Bekri, Naoufal El
FlowKac: An Efficient Neural Fokker-Planck solver using Temporal Normalizing flows and the Feynman Kac-Formula
Bekri, Naoufal El, Drumetz, Lucas, Vermet, Franck
Solving the Fokker-Planck equation for high-dimensional complex dynamical systems remains a pivotal yet challenging task due to the intractability of analytical solutions and the limitations of traditional numerical methods. In this work, we present FlowKac, a novel approach that reformulates the Fokker-Planck equation using the Feynman-Kac formula, allowing to query the solution at a given point via the expected values of stochastic paths. A key innovation of FlowKac lies in its adaptive stochastic sampling scheme which significantly reduces the computational complexity while maintaining high accuracy. This sampling technique, coupled with a time-indexed normalizing flow, designed for capturing time-evolving probability densities, enables robust sampling of collocation points, resulting in a flexible and mesh-free solver. This formulation mitigates the curse of dimensionality and enhances computational efficiency and accuracy, which is particularly crucial for applications that inherently require dimensions beyond the conventional three. We validate the robustness and scalability of our method through various experiments on a range of stochastic differential equations, demonstrating significant improvements over existing techniques.

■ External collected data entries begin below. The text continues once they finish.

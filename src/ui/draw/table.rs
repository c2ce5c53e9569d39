//! Option header and entry table

use ratatui::{
    layout::Rect,
    style::{Modifier, Style},
    text::{Line, Span},
    widgets::{Block, Borders, Paragraph},
    Frame,
};

use crate::app::App;
use crate::ui::entry_row::{EntryRow, NUMBER_COLUMN_WIDTH};
use crate::ui::theme::Theme;

fn on_off(flag: bool) -> &'static str {
    if flag {
        "on"
    } else {
        "off"
    }
}

/// Draw options plus the stock and weight summary
pub(crate) fn draw_header(f: &mut Frame, app: &App, area: Rect, theme: &Theme) {
    let options = app.options();
    let store = app.session().store();
    let stock_total = store
        .stock_total()
        .map_or_else(|| "∞".to_string(), |total| total.to_string());

    let label = Style::default().fg(theme.dimmed).bg(theme.background);
    let value = Style::default()
        .fg(theme.foreground)
        .bg(theme.background)
        .add_modifier(Modifier::BOLD);

    let line = Line::from(vec![
        Span::styled("Count ", label),
        Span::styled(options.count.to_string(), value),
        Span::styled("   No-repeat ", label),
        Span::styled(on_off(options.no_repeat), value),
        Span::styled("   Respect stock ", label),
        Span::styled(on_off(options.respect_stock), value),
        Span::styled("   │  Stock left ", label),
        Span::styled(stock_total, value),
        Span::styled("   Weight in pool ", label),
        Span::styled(
            app.session().effective_weight(options.respect_stock).to_string(),
            value,
        ),
    ]);

    let header = Paragraph::new(line).block(
        Block::default()
            .borders(Borders::ALL)
            .border_style(Style::default().fg(theme.accent))
            .title(" garagara ")
            .style(Style::default().bg(theme.background)),
    );
    f.render_widget(header, area);
}

/// Draw the entry table, paging so the selection stays visible
pub(crate) fn draw_entry_table(f: &mut Frame, app: &mut App, area: Rect, theme: &Theme) {
    let block = Block::default()
        .borders(Borders::ALL)
        .border_style(Style::default().fg(theme.dimmed_alt))
        .title(format!(" Entries ({}) ", app.entries().len()))
        .style(Style::default().bg(theme.background));
    let inner = block.inner(area);
    f.render_widget(block, area);

    if inner.width == 0 || inner.height < 2 {
        return;
    }

    // column titles line up with EntryRow's right-aligned numbers
    let titles = format!(
        "{:<width$}{:>w$} {:>w$} ",
        "",
        "Weight",
        "Stock",
        width = inner.width.saturating_sub(NUMBER_COLUMN_WIDTH * 2) as usize,
        w = NUMBER_COLUMN_WIDTH as usize - 1,
    );
    f.render_widget(
        Paragraph::new(titles).style(Style::default().fg(theme.dimmed_alt).bg(theme.background)),
        Rect { height: 1, ..inner },
    );

    let rows = inner.height - 1;
    app.set_visible_rows(rows);

    if app.entries().is_empty() {
        let hint = Paragraph::new("No entries. a: add   B/L/P: bulk   I: import   R: preset")
            .style(Style::default().fg(theme.dimmed).bg(theme.background));
        f.render_widget(hint, Rect { y: inner.y + 1, height: 1, ..inner });
        return;
    }

    let appearance = &app.config().appearance;
    let respect_stock = app.options().respect_stock;
    let selected = app.selected_index();
    let range = app.list_layout().visible_range(selected, app.entries().len());

    for (row, index) in range.enumerate() {
        let entry = &app.entries()[index];
        let is_selected = index == selected;
        let prefix = if is_selected {
            appearance.selected_prefix.as_str()
        } else {
            appearance.unselected_prefix.as_str()
        };
        let widget = EntryRow::new(entry, theme)
            .selected(is_selected)
            .prefix(prefix)
            .glyph(&appearance.ball_glyph)
            .eligible(entry.is_eligible(respect_stock));
        let row_area = Rect {
            y: inner.y + 1 + row as u16,
            height: 1,
            ..inner
        };
        f.render_widget(widget, row_area);
    }
}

Time-changed normalizing flows for accurate SDE modeling
Bekri, Naoufal El, Drumetz, Lucas, Vermet, Franck
The generative paradigm has become increasingly important in machine learning and deep learning models. Among popular generative models are normalizing flows, which enable exact likelihood estimation by transforming a base distribution through diffeomorphic transformations. Extending the normalizing flow framework to handle time-indexed flows gave dynamic normalizing flows, a powerful tool to model time series, stochastic processes, and neural stochastic differential equations (SDEs). In this work, we propose a novel variant of dynamic normalizing flows, a Time Changed Normalizing Flow (TCNF), based on time deformation of a Brownian motion which constitutes a versatile and extensive family of Gaussian processes. This approach enables us to effectively model some SDEs, that cannot be modeled otherwise, including standard ones such as the well-known Ornstein-Uhlenbeck process, and generalizes prior methodologies, leading to improved results and better inference and prediction capability.